Down syndrome, the most frequent form of
mental retardation caused by a microscopically
demonstrable chromosomal aberration, is
characterized by well-defined and distinctive
phenotypic features and natural history. It is
caused by triplicate state (trisomy) of all or a
critical portion of chromosome 21.
-
CLINICAL
FEATURES
- Trisomy 21 (Lejeune
et al., 1959), one of the most common
chromosomal abnormalities in liveborn children,
causes Down syndrome (Down,
1866), a particular combination of
phenotypic features that includes mental
retardation and characteristic facies.
It has long been recognized that the risk of
having a child with trisomy 21 increases with
maternal age (Penrose,
1933). For example, the risk of having a
liveborn with Down syndrome at maternal age 30
is 1 in 1,000 and at maternal age 40 is 9 in
1,000 (Hook, 1982;
Hook et al.,
1983).
Individuals with Down syndrome often have
specific major congenital malformations such as
those of the heart (30-40% in some studies),
particularly the atrioventricular canal, and of
the gastrointestinal tract, such as duodenal
stenosis or atresia, imperforate anus, and
Hirschsprung disease (142623).
Some of these clinical features have been
incorporated into the preliminary phenotypic
maps of chromosome 21 developed by Korenberg
(1993), Korenberg et
al. (1992), and Delabar
et al. (1993).
Leukemia (both ALL and AML) and leukemoid
reactions show increased incidence in Down
syndrome (Fong and
Brodeur, 1987; Robinson,
1992).
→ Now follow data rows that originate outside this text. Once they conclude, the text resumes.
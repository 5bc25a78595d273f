//! services/api/src/adapters/notifying.rs
//!
//! A `DocumentStore` decorator that publishes a status snapshot on a
//! broadcast channel after every successful write, so WebSocket subscribers
//! see each transition without polling.

use async_trait::async_trait;
use cv_pipeline_core::domain::{Document, DocumentStatus};
use cv_pipeline_core::ports::{DocumentStore, DocumentUpdate, PortResult};
use std::sync::Arc;
use tokio::sync::broadcast;
use tracing::warn;
use uuid::Uuid;

/// The status fields of a document right after a write.
#[derive(Debug, Clone, PartialEq)]
pub struct StatusEvent {
    pub document_id: Uuid,
    pub status: DocumentStatus,
    pub progress: f64,
    pub error_message: Option<String>,
}

impl From<&Document> for StatusEvent {
    fn from(document: &Document) -> Self {
        Self {
            document_id: document.id,
            status: document.status,
            progress: document.progress,
            error_message: document.error_message.clone(),
        }
    }
}

pub struct NotifyingStore {
    inner: Arc<dyn DocumentStore>,
    events: broadcast::Sender<StatusEvent>,
}

impl NotifyingStore {
    pub fn new(inner: Arc<dyn DocumentStore>, events: broadcast::Sender<StatusEvent>) -> Self {
        Self { inner, events }
    }

    async fn publish(&self, document_id: Uuid) {
        // No receivers is the common case; skip the read entirely.
        if self.events.receiver_count() == 0 {
            return;
        }
        match self.inner.get_document(document_id).await {
            Ok(document) => {
                let _ = self.events.send(StatusEvent::from(&document));
            }
            Err(e) => warn!(document_id = %document_id, error = %e, "Could not read back document for notification."),
        }
    }
}

#[async_trait]
impl DocumentStore for NotifyingStore {
    async fn create_document(&self, page_image_refs: &[String]) -> PortResult<Document> {
        self.inner.create_document(page_image_refs).await
    }

    async fn get_document(&self, document_id: Uuid) -> PortResult<Document> {
        self.inner.get_document(document_id).await
    }

    async fn update_document(&self, document_id: Uuid, update: DocumentUpdate) -> PortResult<()> {
        self.inner.update_document(document_id, update).await?;
        self.publish(document_id).await;
        Ok(())
    }

    async fn mark_error(&self, document_id: Uuid, message: &str) -> PortResult<()> {
        self.inner.mark_error(document_id, message).await?;
        self.publish(document_id).await;
        Ok(())
    }

    async fn list_documents(&self) -> PortResult<Vec<Document>> {
        self.inner.list_documents().await
    }
}

#[cfg(test)]
mod tests {
    use super::*;
    use cv_pipeline_core::InMemoryDocumentStore;

    #[tokio::test]
    async fn writes_are_published_to_subscribers() {
        let (tx, mut rx) = broadcast::channel(8);
        let store = NotifyingStore::new(Arc::new(InMemoryDocumentStore::new()), tx);
        let doc = store.create_document(&["p1".to_string()]).await.unwrap();

        store
            .update_document(doc.id, DocumentUpdate::status(DocumentStatus::Extracting).with_progress(50.0))
            .await
            .unwrap();
        store.mark_error(doc.id, "no text").await.unwrap();

        let first = rx.recv().await.unwrap();
        assert_eq!(first.status, DocumentStatus::Extracting);
        assert_eq!(first.progress, 50.0);
        let second = rx.recv().await.unwrap();
        assert_eq!(second.status, DocumentStatus::Error);
        assert_eq!(second.error_message.as_deref(), Some("no text"));
    }
}
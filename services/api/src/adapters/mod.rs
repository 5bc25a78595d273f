pub mod analysis_llm;
pub mod db;
pub mod notifying;
pub mod vision_ocr;

pub use analysis_llm::OpenAiAnalysisAdapter;
pub use db::DbAdapter;
pub use notifying::{NotifyingStore, StatusEvent};
pub use vision_ocr::{GoogleVisionOcr, HttpImageFetcher};
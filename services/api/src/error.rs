//! services/api/src/error.rs
//!
//! Defines the primary error type for the entire API service.

use crate::config::ConfigError;
use cv_pipeline_core::ports::PortError;

/// The primary error type for the `api` service.
#[derive(Debug, thiserror::Error)]
pub enum ApiError {
    /// Represents an error that occurred during configuration loading.
    #[error("Configuration error: {0}")]
    Config(#[from] ConfigError),

    /// Represents an error that propagated up from one of the core service ports.
    #[error("Service Port Error: {0}")]
    Port(#[from] PortError),

    /// Represents an error from the underlying database library.
    #[error("Database Error: {0}")]
    Database(#[from] sqlx::Error),

    #[error("Migration Error: {0}")]
    Migrate(#[from] sqlx::migrate::MigrateError),

    /// Represents a standard Input/Output error (e.g., binding to a network socket).
    #[error("IO error: {0}")]
    Io(#[from] std::io::Error),

    /// A catch-all for any other unexpected errors.
    #[error("An unexpected internal error occurred: {0}")]
    Internal(String),
}
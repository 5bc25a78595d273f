//! services/api/src/bin/api.rs

use api_lib::{
    adapters::{
        vision_ocr::http_client, DbAdapter, GoogleVisionOcr, HttpImageFetcher, NotifyingStore,
        OpenAiAnalysisAdapter,
    },
    config::{Config, ConfigError},
    error::ApiError,
    web::{router, ApiDoc, AppState},
};
use async_openai::{config::OpenAIConfig, Client};
use axum::{
    extract::DefaultBodyLimit,
    http::{header::{ACCEPT, CONTENT_TYPE}, HeaderValue, Method},
    Router,
};
use cv_pipeline_core::{DocumentStore, InMemoryDocumentStore, Orchestrator, ProcessingQueue};
use sqlx::postgres::PgPoolOptions;
use std::sync::Arc;
use std::time::Duration;
use tokio::sync::broadcast;
use tokio_util::sync::CancellationToken;
use tower_http::cors::CorsLayer;
use tracing::{info, warn};
use tracing_subscriber::{layer::SubscriberExt, util::SubscriberInitExt};
use utoipa::OpenApi;
use utoipa_swagger_ui::SwaggerUi;

#[tokio::main]
async fn main() -> Result<(), ApiError> {
    // --- 1. Load Configuration & Set Up Logging ---
    let config = Arc::new(Config::from_env()?);
    tracing_subscriber::registry()
        .with(tracing_subscriber::EnvFilter::new(&config.log_filter))
        .with(tracing_subscriber::fmt::layer())
        .init();
    info!("Configuration loaded. Starting server...");

    // --- 2. Document Store ---
    let base_store: Arc<dyn DocumentStore> = match &config.database_url {
        Some(database_url) => {
            info!("Connecting to database...");
            let db_pool = PgPoolOptions::new()
                .max_connections(5)
                .connect(database_url)
                .await?;
            let db_adapter = DbAdapter::new(db_pool);
            info!("Running database migrations...");
            db_adapter.run_migrations().await?;
            info!("Database migrations complete.");
            Arc::new(db_adapter)
        }
        None => {
            warn!("DATABASE_URL is not set; documents are kept in memory only.");
            Arc::new(InMemoryDocumentStore::new())
        }
    };
    let (events, _) = broadcast::channel(256);
    let store: Arc<dyn DocumentStore> = Arc::new(NotifyingStore::new(base_store, events.clone()));

    // --- 3. Initialize Service Adapters ---
    let http = http_client(Duration::from_secs(60))?;
    let ocr = Arc::new(GoogleVisionOcr::new(
        http.clone(),
        &config.vision_endpoint,
        config.require_vision_api_key()?.to_string(),
    ));
    let fetcher = Arc::new(HttpImageFetcher::new(http));

    let openai_config = OpenAIConfig::new().with_api_key(config.require_openai_api_key()?);
    let openai_client = Client::with_config(openai_config);
    let analysis_adapter = Arc::new(OpenAiAnalysisAdapter::new(
        openai_client,
        config.analysis_model.clone(),
    ));

    // --- 4. Pipeline and Background Queue ---
    let orchestrator = Arc::new(Orchestrator::new(
        store.clone(),
        ocr,
        Some(fetcher),
        analysis_adapter,
        config.pipeline.clone(),
    ));
    let (queue, queue_worker) = ProcessingQueue::start(
        orchestrator.clone(),
        config.queue_capacity,
        config.max_concurrent_runs,
    );

    // --- 5. Build the Shared AppState ---
    let app_state = Arc::new(AppState {
        orchestrator,
        store,
        queue,
        events,
        config: config.clone(),
    });

    let allowed_origin = config.allowed_origin.parse::<HeaderValue>().map_err(|e| {
        ConfigError::InvalidValue("ALLOWED_ORIGIN".to_string(), e.to_string())
    })?;
    let cors = CorsLayer::new()
        .allow_origin(allowed_origin)
        .allow_methods([Method::GET, Method::POST, Method::OPTIONS])
        .allow_headers([CONTENT_TYPE, ACCEPT]);

    // --- 6. Create the Web Router ---
    // Page images may arrive inline as data URIs.
    let api_router = router(app_state)
        .layer(DefaultBodyLimit::max(20 * 1024 * 1024))
        .layer(cors);

    // Merge the API router with the Swagger UI router for a complete application.
    let app = Router::new()
        .merge(api_router)
        .merge(SwaggerUi::new("/swagger-ui").url("/api-docs/openapi.json", ApiDoc::openapi()));

    // --- 7. Start the Server ---
    let shutdown = CancellationToken::new();
    tokio::spawn({
        let shutdown = shutdown.clone();
        async move {
            if tokio::signal::ctrl_c().await.is_ok() {
                info!("Shutdown signal received.");
            }
            shutdown.cancel();
        }
    });

    info!("Starting server on {}", config.bind_address);
    info!(
        "Swagger UI available at http://{}/swagger-ui",
        config.bind_address
    );
    let listener = tokio::net::TcpListener::bind(&config.bind_address).await?;
    axum::serve(listener, app)
        .with_graceful_shutdown(shutdown.cancelled_owned())
        .await?;

    // The router (and with it every queue handle) is gone; let running jobs finish.
    info!("Waiting for in-flight processing runs...");
    queue_worker
        .await
        .map_err(|e| ApiError::Internal(format!("processing queue task failed: {e}")))?;
    info!("Server stopped.");

    Ok(())
}
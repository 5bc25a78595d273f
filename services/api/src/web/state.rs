//! services/api/src/web/state.rs
//!
//! Defines the application state shared by every handler.

use crate::adapters::StatusEvent;
use crate::config::Config;
use cv_pipeline_core::{DocumentStore, Orchestrator, ProcessingQueue};
use std::sync::Arc;
use tokio::sync::broadcast;

/// The shared application state, created once at startup and passed to all handlers.
#[derive(Clone)]
pub struct AppState {
    pub orchestrator: Arc<Orchestrator>,
    /// The same store the orchestrator writes through, for reads.
    pub store: Arc<dyn DocumentStore>,
    pub queue: ProcessingQueue,
    /// Status snapshots published by the notifying store.
    pub events: broadcast::Sender<StatusEvent>,
    pub config: Arc<Config>,
}
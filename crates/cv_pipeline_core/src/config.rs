//! crates/cv_pipeline_core/src/config.rs
//!
//! Tunable policy for the pipeline. The character thresholds and retry counts
//! are hand-tuned values, so every one of them lives here with a default
//! instead of being hardcoded at the call site.

use std::time::Duration;

/// Quality bars and language hints for the OCR fallback chain.
#[derive(Debug, Clone, PartialEq)]
pub struct SelectorConfig {
    /// Below this many characters the generic text-detection step runs,
    /// and so does the inline-bytes resubmission. Default: 50.
    pub weak_text_chars: usize,
    /// Below this many characters the combined multi-feature request runs. Default: 100.
    pub combined_retry_chars: usize,
    pub language_hints: Vec<String>,
    /// Broader hints for the generic text-detection step.
    pub fallback_language_hints: Vec<String>,
}

impl Default for SelectorConfig {
    fn default() -> Self {
        Self {
            weak_text_chars: 50,
            combined_retry_chars: 100,
            language_hints: vec!["es".to_string(), "en".to_string()],
            fallback_language_hints: ["es", "en", "pt", "fr", "it", "de"]
                .iter()
                .map(|s| s.to_string())
                .collect(),
        }
    }
}

/// How the delay between page re-extraction attempts grows.
#[derive(Debug, Clone, Copy, PartialEq, Eq)]
pub enum Backoff {
    Fixed,
    Linear,
    Exponential,
}

/// Page-level retry applied by the orchestrator when a page comes back weak.
#[derive(Debug, Clone, PartialEq)]
pub struct RetryPolicy {
    /// Total attempts per page, including the first. Default: 3.
    pub max_attempts: u32,
    pub backoff: Backoff,
    pub base_delay: Duration,
    /// A page result with at least this many characters is accepted
    /// without further attempts. Default: 50.
    pub accept_chars: usize,
}

impl Default for RetryPolicy {
    fn default() -> Self {
        Self {
            max_attempts: 3,
            backoff: Backoff::Linear,
            base_delay: Duration::from_secs(1),
            accept_chars: 50,
        }
    }
}

impl RetryPolicy {
    /// A policy that never retries.
    pub fn single_attempt() -> Self {
        Self {
            max_attempts: 1,
            ..Default::default()
        }
    }

    /// Delay to wait before retry number `retry` (1-based).
    pub fn delay_for(&self, retry: u32) -> Duration {
        let retry = retry.max(1);
        match self.backoff {
            Backoff::Fixed => self.base_delay,
            Backoff::Linear => self.base_delay.saturating_mul(retry),
            Backoff::Exponential => self
                .base_delay
                .saturating_mul(2u32.saturating_pow(retry - 1)),
        }
    }

    pub fn accepts(&self, text: &str) -> bool {
        text.chars().count() >= self.accept_chars
    }
}

/// Language-model call settings for the analysis stage.
#[derive(Debug, Clone, PartialEq)]
pub struct AnalysisConfig {
    /// Upper bound on the reply; it must hold a whole multi-page CV record. Default: 4096.
    pub max_tokens: u32,
    /// Kept at zero so identical text yields the same structure. Default: 0.0.
    pub temperature: f32,
}

impl Default for AnalysisConfig {
    fn default() -> Self {
        Self {
            max_tokens: 4096,
            temperature: 0.0,
        }
    }
}

/// Everything the orchestrator needs besides its collaborators.
#[derive(Debug, Clone, PartialEq, Default)]
pub struct PipelineConfig {
    pub selector: SelectorConfig,
    pub retry: RetryPolicy,
    pub analysis: AnalysisConfig,
    pub thresholds: TextThresholds,
    /// Wall-clock budget for one run. `None` disables the limit.
    pub run_timeout: Option<Duration>,
}

/// Minimum trimmed length of the aggregated text before analysis may run.
#[derive(Debug, Clone, Copy, PartialEq, Eq)]
pub struct TextThresholds {
    pub min_text_chars: usize,
}

impl Default for TextThresholds {
    fn default() -> Self {
        Self { min_text_chars: 50 }
    }
}

/// Bounded status polling: a fixed interval and a maximum number of reads.
#[derive(Debug, Clone, Copy, PartialEq, Eq)]
pub struct PollPolicy {
    pub interval: Duration,
    pub max_attempts: u32,
}

impl Default for PollPolicy {
    fn default() -> Self {
        Self {
            interval: Duration::from_secs(2),
            max_attempts: 30,
        }
    }
}

#[cfg(test)]
mod tests {
    use super::*;

    #[test]
    fn backoff_delays_grow_as_configured() {
        let mut policy = RetryPolicy {
            base_delay: Duration::from_millis(500),
            ..Default::default()
        };

        policy.backoff = Backoff::Fixed;
        assert_eq!(policy.delay_for(3), Duration::from_millis(500));

        policy.backoff = Backoff::Linear;
        assert_eq!(policy.delay_for(1), Duration::from_millis(500));
        assert_eq!(policy.delay_for(3), Duration::from_millis(1500));

        policy.backoff = Backoff::Exponential;
        assert_eq!(policy.delay_for(1), Duration::from_millis(500));
        assert_eq!(policy.delay_for(3), Duration::from_millis(2000));
    }

    #[test]
    fn acceptance_counts_characters_not_bytes() {
        let policy = RetryPolicy {
            accept_chars: 4,
            ..Default::default()
        };
        assert!(policy.accepts("ñañá"));
        assert!(!policy.accepts("ñañ"));
    }
}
Estimates of the relative risk have
ranged from 10 to 20 times higher than the
normal population; in particular, acute
megakaryocytic leukemia occurs 200 to 400 times
more frequently in the Down syndrome than in the
chromosomally normal population (Zipursky
et al., 1987). Transient leukemoid reactions
have been reported repeatedly in the neonatal
period, and this phenotype has been tentatively
mapped to the proximal long arm of chromosome 21
(Niikawa et al.,
1991).
Ninety percent of all Down syndrome patients
have a significant hearing loss, usually of the
conductive type (Mazzoni
et al., 1994).
For additional defects and phenotypic
characteristics, see Epstein
(1989).
Patients with Down syndrome develop the
neuropathologic hallmarks of Alzheimer disease
at a much earlier age than individuals with
Alzheimer disease without trisomy 21 (Wisniewski
et al., 1985). Characteristic senile plaques
and neurofibrillary tangles are present in the
brain of all individuals with Down syndrome over
the age of 40 years (Wisniewski
et al., 1985). It is not known if the
triplication of the amyloid precursor protein
gene (APP; 104760)
is the cause of this phenomenon. Several
mutations in the APP gene have been described in
families with early-onset Alzheimer disease
without trisomy 21 (e.g., Goate
et al., 1991).
CYTOGENETICS
- Most individuals (95%) with trisomy 21 have
3 free copies of chromosome 21; in about 5% of
patients, 1 copy is translocated to another
acrocentric chromosome, most often chromosome 14
or 21 (Thuline and
Pueschel, 1982; Hook,
1982). In 2 to 4% of cases with free trisomy
21 there is recognizable mosaicism for a
trisomic and a normal cell line (Mikkelsen,
1977).
-
Origin of Free Trisomy 21
The availability of highly informative DNA
markers has allowed the parental origin of the
extra chromosome 21 and the meiotic/mitotic
origin to be determined. More than 400 families
have been studied (Antonarakis et al., 1991,
1992; Antonarakis,
1993; Sherman et al., 1991,
1992) and the results
are as follows : 1) Errors in meiosis that lead
to trisomy 21 are overwhelmingly of maternal
origin; only about 5% occur during
spermatogenesis. 2) Most errors in maternal
meiosis occur in meiosis I and the mean maternal
age associated with these is 32 years (the mean
maternal age of the general population is
approximately 27 years). Thus, meiosis I errors
account for 76 to 80% of maternal meiotic errors
and 67 to 73% of all instances of free trisomy
21. 3) Maternal meiosis II errors constitute 20
to 24% of maternal errors and 18 to 20% of all
cases of free trisomy 21. The mean maternal age
is also advanced and is 31.4 in one study and
34.1 in another. 4) In rare families in which
there is paternal nondisjunction, most of the
errors occur in meiosis II. The mean maternal
and paternal ages are similar to the mean
reproductive age in western societies. 5) In 5%
of trisomic individuals the supernumerary
chromosome 21 appears to result from an error in
mitosis. In these cases there is no advanced
maternal age and there is no preference for
which chromosome 21 is duplicated in the mitotic
error.
Warren et al.
(1987) and Sherman et
al. (1991) have described an association
between trisomy 21 and reduced recombination in
meioses. A significant proportion (at least 30%)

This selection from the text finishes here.